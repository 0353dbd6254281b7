// core/src/domain/inventory.rs

use chrono::{DateTime, Utc};
use serde::{Deserialize, Serialize};
use uuid::Uuid;

use super::actor::Actor;

/// Why a stock level moved.
#[derive(Debug, Clone, Copy, PartialEq, Eq, Serialize, Deserialize)]
#[serde(rename_all = "snake_case")]
pub enum StockReason {
  OrderCreated,
  OrderCancelled,
  OrderDeleted,
  Restock,
  ManualAdjustment,
}

impl StockReason {
  pub fn as_str(self) -> &'static str {
    match self {
      StockReason::OrderCreated => "order_created",
      StockReason::OrderCancelled => "order_cancelled",
      StockReason::OrderDeleted => "order_deleted",
      StockReason::Restock => "restock",
      StockReason::ManualAdjustment => "manual_adjustment",
    }
  }
}

impl std::fmt::Display for StockReason {
  fn fmt(&self, f: &mut std::fmt::Formatter<'_>) -> std::fmt::Result {
    f.write_str(self.as_str())
  }
}

/// Polymorphic reference to the record that caused a stock movement.
///
/// History rows outlive the records they point at: deleting an order leaves
/// its ledger entries behind with a dangling reference, which is what an
/// audit trail is for.
#[derive(Debug, Clone, Copy, PartialEq, Eq, Serialize, Deserialize)]
#[serde(tag = "kind", content = "id", rename_all = "snake_case")]
pub enum StockRef {
  Order(Uuid),
  Purchase(Uuid),
}

/// Append-only ledger row. `adjustment` is the signed delta;
/// `old_quantity + adjustment == new_quantity` always holds.
#[derive(Debug, Clone, Serialize, Deserialize)]
pub struct InventoryHistory {
  pub id: Uuid,
  pub product_id: Uuid,
  pub old_quantity: i64,
  pub new_quantity: i64,
  pub adjustment: i64,
  pub reason: StockReason,
  pub reference: Option<StockRef>,
  pub actor: Actor,
  pub note: Option<String>,
  pub created_at: DateTime<Utc>,
}
// core/src/store/mod.rs

//! In-memory transactional storage.
//!
//! One writer-exclusive `parking_lot::RwLock` guards every table. Mutating
//! operations run inside [`Store::transaction`]: the closure stages its
//! writes on a [`Txn`], and the stage is applied to the live tables only when
//! the closure returns `Ok`. An error discards the stage, so a failed
//! operation leaves no partial rows behind.
//!
//! Writer exclusivity doubles as row locking: while a transaction is open no
//! other writer can observe or move the quantities it read.

mod txn;

pub use txn::Txn;

use std::collections::HashMap;

use parking_lot::RwLock;
use uuid::Uuid;

use crate::domain::{
  Coupon, CouponUsage, Deal, DealUsage, InventoryHistory, Order, OrderItem, OrderStatusHistory,
  Product,
};
use crate::error::CoreResult;

#[derive(Debug, Default)]
pub(crate) struct Tables {
  pub(crate) products: HashMap<Uuid, Product>,
  pub(crate) orders: HashMap<Uuid, Order>,
  /// order_number -> order id, kept in sync with `orders`.
  pub(crate) order_numbers: HashMap<String, Uuid>,
  /// Insertion order is preserved so order lines list the way they were bought.
  pub(crate) order_items: Vec<OrderItem>,
  pub(crate) status_history: Vec<OrderStatusHistory>,
  pub(crate) coupons: HashMap<Uuid, Coupon>,
  /// Normalized (uppercase) code -> coupon id.
  pub(crate) coupon_codes: HashMap<String, Uuid>,
  pub(crate) coupon_usages: Vec<CouponUsage>,
  pub(crate) deals: HashMap<Uuid, Deal>,
  pub(crate) deal_usages: Vec<DealUsage>,
  pub(crate) inventory_history: Vec<InventoryHistory>,
}

#[derive(Default)]
pub struct Store {
  tables: RwLock<Tables>,
}

impl Store {
  pub fn new() -> Self {
    Self::default()
  }

  /// Runs `f` under the writer-exclusive lock and commits its staged writes
  /// atomically if it returns `Ok`. On `Err` the stage is dropped untouched.
  ///
  /// `f` is synchronous by construction: never carry the transaction across
  /// an `.await`, and do all collaborator calls before entering it.
  pub fn transaction<T>(&self, f: impl FnOnce(&mut Txn<'_>) -> CoreResult<T>) -> CoreResult<T> {
    let mut guard = self.tables.write();
    let mut txn = Txn::new(&guard);
    let outcome = f(&mut txn);
    let stage = txn.into_stage();
    match outcome {
      Ok(value) => {
        stage.apply(&mut guard);
        Ok(value)
      }
      Err(err) => Err(err),
    }
  }

  // Read side: shared lock, owned clones out. Snapshots may be stale by the
  // time the caller looks at them; anything that must act on current values
  // re-reads inside a transaction.

  pub fn product(&self, id: Uuid) -> Option<Product> {
    self.tables.read().products.get(&id).cloned()
  }

  pub fn products(&self) -> Vec<Product> {
    let guard = self.tables.read();
    let mut products: Vec<Product> = guard.products.values().cloned().collect();
    products.sort_by(|a, b| a.created_at.cmp(&b.created_at).then(a.id.cmp(&b.id)));
    products
  }

  pub fn order(&self, id: Uuid) -> Option<Order> {
    self.tables.read().orders.get(&id).cloned()
  }

  pub fn order_by_number(&self, number: &str) -> Option<Order> {
    let guard = self.tables.read();
    let id = guard.order_numbers.get(number)?;
    guard.orders.get(id).cloned()
  }

  /// All orders, newest first.
  pub fn orders(&self) -> Vec<Order> {
    let guard = self.tables.read();
    let mut orders: Vec<Order> = guard.orders.values().cloned().collect();
    orders.sort_by(|a, b| b.created_at.cmp(&a.created_at).then(a.id.cmp(&b.id)));
    orders
  }

  /// A customer's orders, newest first.
  pub fn orders_for_customer(&self, customer_id: Uuid) -> Vec<Order> {
    let guard = self.tables.read();
    let mut orders: Vec<Order> = guard
      .orders
      .values()
      .filter(|order| order.customer_id == customer_id)
      .cloned()
      .collect();
    orders.sort_by(|a, b| b.created_at.cmp(&a.created_at).then(a.id.cmp(&b.id)));
    orders
  }

  pub fn items_for_order(&self, order_id: Uuid) -> Vec<OrderItem> {
    self
      .tables
      .read()
      .order_items
      .iter()
      .filter(|item| item.order_id == order_id)
      .cloned()
      .collect()
  }

  /// Status transitions for an order, oldest first.
  pub fn history_for_order(&self, order_id: Uuid) -> Vec<OrderStatusHistory> {
    self
      .tables
      .read()
      .status_history
      .iter()
      .filter(|row| row.order_id == order_id)
      .cloned()
      .collect()
  }

  pub fn coupon(&self, id: Uuid) -> Option<Coupon> {
    self.tables.read().coupons.get(&id).cloned()
  }

  /// Lookup by normalized (uppercase) code.
  pub fn coupon_by_code(&self, code: &str) -> Option<Coupon> {
    let guard = self.tables.read();
    let id = guard.coupon_codes.get(code)?;
    guard.coupons.get(id).cloned()
  }

  pub fn coupons(&self) -> Vec<Coupon> {
    let guard = self.tables.read();
    let mut coupons: Vec<Coupon> = guard.coupons.values().cloned().collect();
    coupons.sort_by(|a, b| a.created_at.cmp(&b.created_at).then(a.id.cmp(&b.id)));
    coupons
  }

  pub fn coupon_usages_for_order(&self, order_id: Uuid) -> Vec<CouponUsage> {
    self
      .tables
      .read()
      .coupon_usages
      .iter()
      .filter(|row| row.order_id == order_id)
      .cloned()
      .collect()
  }

  pub fn deal(&self, id: Uuid) -> Option<Deal> {
    self.tables.read().deals.get(&id).cloned()
  }

  pub fn deals(&self) -> Vec<Deal> {
    let guard = self.tables.read();
    let mut deals: Vec<Deal> = guard.deals.values().cloned().collect();
    deals.sort_by(|a, b| a.created_at.cmp(&b.created_at).then(a.id.cmp(&b.id)));
    deals
  }

  pub fn deal_usages_for_order(&self, order_id: Uuid) -> Vec<DealUsage> {
    self
      .tables
      .read()
      .deal_usages
      .iter()
      .filter(|row| row.order_id == order_id)
      .cloned()
      .collect()
  }

  /// Stock movements for a product, oldest first.
  pub fn inventory_for_product(&self, product_id: Uuid) -> Vec<InventoryHistory> {
    self
      .tables
      .read()
      .inventory_history
      .iter()
      .filter(|row| row.product_id == product_id)
      .cloned()
      .collect()
  }
}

Requirement - Set down the lines above as they stand, starting with the first line and ending with the line that contains "an order leaves".

The answer -
repository 0353dbd6254281b7
// core/src/domain/inventory.rs

use chrono::{DateTime, Utc};
use serde::{Deserialize, Serialize};
use uuid::Uuid;

use super::actor::Actor;

/// Why a stock level moved.
#[derive(Debug, Clone, Copy, PartialEq, Eq, Serialize, Deserialize)]
#[serde(rename_all = "snake_case")]
pub enum StockReason {
  OrderCreated,
  OrderCancelled,
  OrderDeleted,
  Restock,
  ManualAdjustment,
}

impl StockReason {
  pub fn as_str(self) -> &'static str {
    match self {
      StockReason::OrderCreated => "order_created",
      StockReason::OrderCancelled => "order_cancelled",
      StockReason::OrderDeleted => "order_deleted",
      StockReason::Restock => "restock",
      StockReason::ManualAdjustment => "manual_adjustment",
    }
  }
}

impl std::fmt::Display for StockReason {
  fn fmt(&self, f: &mut std::fmt::Formatter<'_>) -> std::fmt::Result {
    f.write_str(self.as_str())
  }
}

/// Polymorphic reference to the record that caused a stock movement.
///
/// History rows outlive the records they point at: deleting an order leaves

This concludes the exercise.